Beginning with the first line, copy out each line of the material until the line containing "for heuristic lifetimes." has been copied as well.

Given records Block Start

//! Cacheability and freshness rules (RFC 7234 §3 and §4.2) for a private cache.

use chrono::{DateTime, Duration, Utc};

use super::item::CacheItem;
use crate::http::{CacheControl, HttpRequest, HttpResponse};

/// Fraction of `Date - Last-Modified` used as heuristic lifetime.
const HEURISTIC_DIVISOR: i32 = 10;

/// Upper bound for heuristic lifetimes.
fn heuristic_cap() -> Duration {
    Duration::hours(24)
}

/// Whether `response` to `request` may be written to storage.
///
/// Requires a GET/HEAD request, a status cacheable by default, no `no-store`
/// on either side, no `Vary: *`, and at least one validator or an explicit
/// freshness directive.
pub fn is_cacheable(request: &HttpRequest, response: &HttpResponse) -> bool {
    if !request.method().is_cacheable() || !response.status().is_cacheable_by_default() {
        return false;
    }
    if response.cache_control().no_store || CacheControl::from_headers(&request.all_headers()).no_store {
        return false;
    }
    if response.varies_on_everything() {
        return false;
    }

    has_explicit_freshness(response) || response.has_validators()
}

/// `max-age` or `Expires` present.
pub fn has_explicit_freshness(response: &HttpResponse) -> bool {
    response.cache_control().max_age.is_some() || response.has_expires()
}

/// How long `response` stays fresh after `cached_at`.
///
/// Explicit `max-age` wins over `Expires`; `Expires` is measured from the
/// response `Date` (or `cached_at` without one); otherwise a heuristic based
/// on `Last-Modified` applies; otherwise the entry is immediately stale.
pub fn freshness_lifetime(response: &HttpResponse, cached_at: DateTime<Utc>) -> Duration {
    if let Some(max_age) = response.cache_control().max_age {
        return max_age;
    }

    let date = response.date().unwrap_or(cached_at);

    if response.has_expires() {
        return response
            .expires()
            .map(|expires| (expires - date).max(Duration::zero()))
            .unwrap_or_else(Duration::zero);
    }

    if let Some(last_modified) = response.last_modified() {
        let heuristic = (date - last_modified) / HEURISTIC_DIVISOR;
        return heuristic.clamp(Duration::zero(), heuristic_cap());
    }

    Duration::zero()
}

/// Whether `item` must be revalidated before answering `request` at `now`.
pub fn is_stale(item: &CacheItem, request: &HttpRequest, now: DateTime<Utc>) -> bool {
    let response_cc = item.response().cache_control();
    let request_cc = CacheControl::from_headers(&request.all_headers());

    if response_cc.no_cache || request_cc.no_cache {
        return true;
    }

    let age = item.age(now);
    if let Some(max_age) = request_cc.max_age
        && age > max_age
    {
        return true;
    }

    let lifetime = freshness_lifetime(item.response(), item.cached_at());
    let threshold = lifetime - request_cc.min_fresh.unwrap_or_else(Duration::zero);
    if age < threshold {
        return false;
    }

    if response_cc.must_revalidate {
        return true;
    }
    match request_cc.max_stale {
        Some(None) => false,
        Some(Some(allowed)) => age >= lifetime + allowed,
        None => true,
    }
}
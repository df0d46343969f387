//! HTTP status codes.

use std::fmt;

use serde::{Deserialize, Serialize};

/// A response status code.
#[derive(Debug, Clone, Copy, PartialEq, Eq, Hash, PartialOrd, Ord, Serialize, Deserialize)]
#[serde(transparent)]
pub struct Status(u16);

impl Status {
    pub const OK: Status = Status(200);
    pub const NON_AUTHORITATIVE_INFORMATION: Status = Status(203);
    pub const NO_CONTENT: Status = Status(204);
    pub const PARTIAL_CONTENT: Status = Status(206);
    pub const MULTIPLE_CHOICES: Status = Status(300);
    pub const MOVED_PERMANENTLY: Status = Status(301);
    pub const FOUND: Status = Status(302);
    pub const NOT_MODIFIED: Status = Status(304);
    pub const NOT_FOUND: Status = Status(404);
    pub const METHOD_NOT_ALLOWED: Status = Status(405);
    pub const PRECONDITION_FAILED: Status = Status(412);
    pub const GONE: Status = Status(410);
    pub const URI_TOO_LONG: Status = Status(414);
    pub const INTERNAL_SERVER_ERROR: Status = Status(500);
    pub const NOT_IMPLEMENTED: Status = Status(501);
    pub const GATEWAY_TIMEOUT: Status = Status(504);

    pub const fn new(code: u16) -> Self {
        Status(code)
    }

    pub const fn code(self) -> u16 {
        self.0
    }

    pub fn is_success(self) -> bool {
        (200..300).contains(&self.0)
    }

    /// Anything below 400.
    pub fn is_non_error(self) -> bool {
        self.0 < 400
    }

    /// 5xx: the origin failed rather than answered.
    pub fn is_server_error(self) -> bool {
        (500..600).contains(&self.0)
    }

    /// Codes a cache may store without an explicit freshness directive.
    pub fn is_cacheable_by_default(self) -> bool {
        matches!(self.0, 200 | 203 | 204 | 300 | 301 | 404 | 405 | 410 | 414 | 501)
    }
}

impl From<u16> for Status {
    fn from(code: u16) -> Self {
        Status(code)
    }
}

impl fmt::Display for Status {
    fn fmt(&self, f: &mut fmt::Formatter<'_>) -> fmt::Result {
        write!(f, "{}", self.0)
    }
}
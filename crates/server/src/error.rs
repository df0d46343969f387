//! Structured errors raised by the tool layer itself.
//!
//! Cache and transport failures arrive as `httpcache_core::Error` and carry
//! their own MCP mapping; these cover tool input and output handling.

use rmcp::model::{ErrorCode, ErrorData as McpError};

/// Structured errors for the mcp-httpcache server.
#[derive(Debug, thiserror::Error)]
pub enum ToolError {
    /// Invalid input parameters (e.g., empty URL).
    #[error("INVALID_INPUT: {0}")]
    InvalidInput(String),

    /// The tool result could not be encoded.
    #[error("OUTPUT_FAILED: {0}")]
    OutputFailed(String),
}

impl From<ToolError> for McpError {
    fn from(err: ToolError) -> Self {
        let (code, message) = match &err {
            ToolError::InvalidInput(msg) => (-32602, msg.clone()),
            ToolError::OutputFailed(msg) => (-32603, msg.clone()),
        };

        McpError { code: ErrorCode(code), message: message.into(), data: None }
    }
}
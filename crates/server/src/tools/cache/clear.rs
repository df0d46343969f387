//! cache_clear tool implementation.
//!
//! Empties storage and optionally resets the decision counters.

use rmcp::{ErrorData as McpError, model::CallToolResult};
use schemars::JsonSchema;
use serde::{Deserialize, Serialize};

use httpcache_core::HttpCache;

use crate::tools::json_result;

/// Parameters for the cache_clear tool.
#[derive(Debug, Clone, Default, Serialize, Deserialize, JsonSchema)]
pub struct CacheClearParams {
    /// Also reset hit/miss counters.
    #[serde(default)]
    pub reset_statistics: bool,
}

/// Output from the cache_clear tool.
#[derive(Debug, Clone, Serialize, Deserialize, JsonSchema)]
pub struct CacheClearOutput {
    /// Variants stored before the clear.
    pub removed: usize,
}

/// Implementation of the cache_clear tool.
pub async fn clear_impl(cache: &HttpCache, params: CacheClearParams) -> Result<CallToolResult, McpError> {
    let removed = cache.storage().size().await?;
    cache.storage().clear().await?;
    if params.reset_statistics {
        cache.reset_statistics();
    }
    tracing::info!(removed, reset_statistics = params.reset_statistics, "cache cleared");

    json_result(&CacheClearOutput { removed })
}

#[cfg(test)]
mod tests {
    use super::*;
    use crate::tools::http_fetch::{HttpFetchParams, fetch_impl};
    use crate::tools::testing::{cache, output};

    async fn warm(cache: &HttpCache, url: &str) {
        let params = HttpFetchParams {
            url: url.into(),
            method: "GET".into(),
            headers: Vec::new(),
            body: None,
            content_type: None,
        };
        fetch_impl(cache, params).await.unwrap();
    }

    #[tokio::test]
    async fn test_clear_keeps_statistics_by_default() {
        let (cache, _) = cache();
        warm(&cache, "https://example.com/a").await;
        warm(&cache, "https://example.com/b").await;

        let out: CacheClearOutput = output(&clear_impl(&cache, CacheClearParams::default()).await.unwrap());
        assert_eq!(out.removed, 2);
        assert_eq!(cache.storage().size().await.unwrap(), 0);
        assert_eq!(cache.statistics().misses, 2);
    }

    #[tokio::test]
    async fn test_clear_with_reset() {
        let (cache, _) = cache();
        warm(&cache, "https://example.com/a").await;

        clear_impl(&cache, CacheClearParams { reset_statistics: true }).await.unwrap();
        assert_eq!(cache.statistics().misses, 0);
    }
}
//! Configuration validation rules.
//!
//! This module provides validation logic for `AppConfig` values
//! after they have been loaded from environment, files, or defaults.

use crate::config::{AppConfig, StorageBackend};
use thiserror::Error;

/// Configuration validation errors.
#[derive(Debug, Error)]
pub enum ConfigError {
    #[error("failed to load configuration: {0}")]
    LoadFailed(String),

    #[error("invalid configuration: {field} - {reason}")]
    Invalid { field: String, reason: String },

    #[error("missing required configuration: {field} ({hint})")]
    Missing { field: String, hint: String },
}

/// Redirect chains longer than this are refused.
const MAX_REDIRECTS_LIMIT: usize = 20;

impl AppConfig {
    /// Validate configuration values after loading.
    ///
    /// # Errors
    ///
    /// Returns `ConfigError::Invalid` if:
    /// - `max_bytes` is 0 or exceeds 50MB
    /// - `timeout_ms` is less than 100ms or exceeds 5 minutes
    /// - `user_agent` is empty
    /// - `max_entries` is `Some(0)`
    /// - `max_redirects` exceeds 20
    ///
    /// Returns `ConfigError::Missing` if the sqlite backend has no `db_path`.
    pub fn validate(&self) -> Result<(), ConfigError> {
        if self.max_bytes == 0 {
            return Err(ConfigError::Invalid { field: "max_bytes".into(), reason: "must be greater than 0".into() });
        }
        if self.max_bytes > 50 * 1024 * 1024 {
            return Err(ConfigError::Invalid { field: "max_bytes".into(), reason: "must not exceed 50MB".into() });
        }

        if self.timeout_ms < 100 {
            return Err(ConfigError::Invalid { field: "timeout_ms".into(), reason: "must be at least 100ms".into() });
        }
        if self.timeout_ms > 300_000 {
            return Err(ConfigError::Invalid {
                field: "timeout_ms".into(),
                reason: "must not exceed 5 minutes (300000ms)".into(),
            });
        }

        if self.user_agent.is_empty() {
            return Err(ConfigError::Invalid { field: "user_agent".into(), reason: "must not be empty".into() });
        }

        if self.max_entries == Some(0) {
            return Err(ConfigError::Invalid {
                field: "max_entries".into(),
                reason: "must be greater than 0; omit it for unbounded storage".into(),
            });
        }

        if self.max_redirects > MAX_REDIRECTS_LIMIT {
            return Err(ConfigError::Invalid {
                field: "max_redirects".into(),
                reason: format!("must not exceed {MAX_REDIRECTS_LIMIT}"),
            });
        }

        if self.storage == StorageBackend::Sqlite && self.db_path.as_os_str().is_empty() {
            return Err(ConfigError::Missing {
                field: "db_path".into(),
                hint: "Set HTTPCACHE_DB_PATH or use HTTPCACHE_STORAGE=memory".into(),
            });
        }

        if self.storage == StorageBackend::Memory && self.max_entries.is_none() {
            tracing::warn!("memory storage without max_entries grows without bound");
        }

        if self.max_redirects > 0 {
            tracing::warn!(
                max_redirects = self.max_redirects,
                "redirects are followed by the exchanger; only final responses are cached"
            );
        }

        Ok(())
    }
}

#[cfg(test)]
mod tests {
    use std::path::PathBuf;

    use super::*;

    #[test]
    fn test_validate_default_config() {
        let config = AppConfig::default();
        assert!(config.validate().is_ok());
    }

    #[test]
    fn test_validate_max_bytes_zero() {
        let config = AppConfig { max_bytes: 0, ..Default::default() };
        let result = config.validate();
        assert!(matches!(result, Err(ConfigError::Invalid { field, .. }) if field == "max_bytes"));
    }

    #[test]
    fn test_validate_max_bytes_exceeds_limit() {
        let config = AppConfig { max_bytes: 51 * 1024 * 1024, ..Default::default() }; // 51MB
        let result = config.validate();
        assert!(matches!(result, Err(ConfigError::Invalid { field, .. }) if field == "max_bytes"));
    }

    #[test]
    fn test_validate_timeout_bounds() {
        let config = AppConfig { timeout_ms: 50, ..Default::default() };
        assert!(matches!(config.validate(), Err(ConfigError::Invalid { field, .. }) if field == "timeout_ms"));

        let config = AppConfig { timeout_ms: 301_000, ..Default::default() };
        assert!(matches!(config.validate(), Err(ConfigError::Invalid { field, .. }) if field == "timeout_ms"));
    }

    #[test]
    fn test_validate_empty_user_agent() {
        let config = AppConfig { user_agent: String::new(), ..Default::default() };
        let result = config.validate();
        assert!(matches!(result, Err(ConfigError::Invalid { field, .. }) if field == "user_agent"));
    }

    #[test]
    fn test_validate_zero_max_entries() {
        let config = AppConfig { max_entries: Some(0), ..Default::default() };
        let result = config.validate();
        assert!(matches!(result, Err(ConfigError::Invalid { field, .. }) if field == "max_entries"));

        let unbounded = AppConfig { max_entries: None, storage: StorageBackend::Memory, ..Default::default() };
        assert!(unbounded.validate().is_ok());
    }

    #[test]
    fn test_validate_max_redirects() {
        let config = AppConfig { max_redirects: 21, ..Default::default() };
        let result = config.validate();
        assert!(matches!(result, Err(ConfigError::Invalid { field, .. }) if field == "max_redirects"));

        let config = AppConfig { max_redirects: 5, ..Default::default() };
        assert!(config.validate().is_ok());
    }

    #[test]
    fn test_validate_sqlite_requires_path() {
        let config = AppConfig { db_path: PathBuf::new(), ..Default::default() };
        assert!(matches!(config.validate(), Err(ConfigError::Missing { field, .. }) if field == "db_path"));

        let config = AppConfig { db_path: PathBuf::new(), storage: StorageBackend::Memory, ..Default::default() };
        assert!(config.validate().is_ok());
    }

    #[test]
    fn test_validate_edge_case_values() {
        let config = AppConfig { max_bytes: 1, timeout_ms: 100, max_entries: Some(1), ..Default::default() };
        assert!(config.validate().is_ok());
    }
}
//! SQLite storage handle with pragma configuration.
//!
//! Opens the database, applies pragmas for concurrent access (WAL mode) and
//! runs migrations. The `CacheStorage` operations live in `entries`.

use super::migrations;
use crate::Error;
use std::path::Path;
use tokio_rusqlite::Connection;

const PRAGMAS: &str = "PRAGMA journal_mode=WAL;
                       PRAGMA synchronous=NORMAL;
                       PRAGMA temp_store=MEMORY;
                       PRAGMA foreign_keys=ON;";

/// Persistent cache storage.
///
/// Wraps a tokio-rusqlite Connection that runs every statement on one
/// background thread, so operations on a key never interleave.
#[derive(Clone, Debug)]
pub struct SqliteStorage {
    pub(crate) conn: Connection,
    pub(crate) max_entries: Option<usize>,
}

impl SqliteStorage {
    /// Open a database at the specified path.
    ///
    /// Creates the file if it doesn't exist, applies performance pragmas,
    /// and runs any pending migrations.
    pub async fn open(path: impl AsRef<Path>) -> Result<Self, Error> {
        let conn = Connection::open(path).await.map_err(|e| Error::Database(e.into()))?;
        Self::init(conn).await
    }

    /// Open an in-memory database, mainly for tests.
    pub async fn open_in_memory() -> Result<Self, Error> {
        let conn = Connection::open_in_memory()
            .await
            .map_err(|e| Error::Database(e.into()))?;
        Self::init(conn).await
    }

    /// Bound the number of stored variants; the oldest are purged after each insert.
    pub fn with_max_entries(mut self, max_entries: Option<usize>) -> Self {
        self.max_entries = max_entries;
        self
    }

    async fn init(conn: Connection) -> Result<Self, Error> {
        conn.call(|conn| {
            conn.execute_batch(PRAGMAS)?;
            Ok(())
        })
        .await
        .map_err(Error::Database)?;

        migrations::run(&conn).await?;

        Ok(Self { conn, max_entries: None })
    }
}

#[cfg(test)]
mod tests {
    use super::*;

    #[tokio::test]
    async fn test_open_in_memory() {
        let db = SqliteStorage::open_in_memory().await.unwrap();
        let version = db
            .conn
            .call(|conn| conn.query_row("SELECT sqlite_version()", [], |row| row.get::<_, String>(0)))
            .await
            .unwrap();
        assert!(!version.is_empty());
        assert_eq!(db.max_entries, None);
    }

    #[tokio::test]
    async fn test_with_max_entries() {
        let db = SqliteStorage::open_in_memory().await.unwrap().with_max_entries(Some(10));
        assert_eq!(db.max_entries, Some(10));
    }
}
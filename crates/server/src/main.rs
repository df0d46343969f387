//! mcp-httpcache server entry point.
//!
//! This is the main binary that boots the MCP server on stdio transport.
//! Logging goes to stderr to avoid interfering with the JSON-RPC protocol on stdout.

use std::sync::Arc;

use anyhow::{Context, Result};
use httpcache_client::{ExchangeConfig, ReqwestExchanger};
use httpcache_core::{AppConfig, CacheStorage, HttpCache, MemoryStorage, SqliteStorage, StorageBackend};
use rmcp::service::serve_server;
use rmcp::transport::io::stdio;
use tracing_subscriber::EnvFilter;

mod error;
mod handler;
mod tools;

#[tokio::main]
async fn main() -> Result<()> {
    tracing_subscriber::fmt()
        .with_env_filter(EnvFilter::from_default_env())
        .with_writer(std::io::stderr)
        .json()
        .init();

    let config = AppConfig::load().context("loading configuration")?;
    let storage = open_storage(&config).await?;
    let exchanger = ReqwestExchanger::new(ExchangeConfig::from(&config))?;

    tracing::info!(
        storage = ?config.storage,
        max_entries = ?config.max_entries,
        "Starting mcp-httpcache server on stdio transport"
    );

    let handler = handler::HttpCacheServer::new(HttpCache::new(storage, Arc::new(exchanger)));
    let transport = stdio();
    let server = serve_server(handler, transport).await?;

    server.waiting().await?;

    Ok(())
}

async fn open_storage(config: &AppConfig) -> Result<Arc<dyn CacheStorage>> {
    let storage: Arc<dyn CacheStorage> = match config.storage {
        StorageBackend::Sqlite => {
            let db = SqliteStorage::open(&config.db_path)
                .await
                .with_context(|| format!("opening cache database {}", config.db_path.display()))?;
            Arc::new(db.with_max_entries(config.max_entries))
        }
        StorageBackend::Memory => Arc::new(match config.max_entries {
            Some(capacity) => MemoryStorage::with_capacity(capacity),
            None => MemoryStorage::unbounded(),
        }),
    };
    Ok(storage)
}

Given records Block End

**Exercise answer**
//! Cacheability and freshness rules (RFC 7234 §3 and §4.2) for a private cache.

use chrono::{DateTime, Duration, Utc};

use super::item::CacheItem;
use crate::http::{CacheControl, HttpRequest, HttpResponse};

/// Fraction of `Date - Last-Modified` used as heuristic lifetime.
const HEURISTIC_DIVISOR: i32 = 10;

/// Upper bound for heuristic lifetimes.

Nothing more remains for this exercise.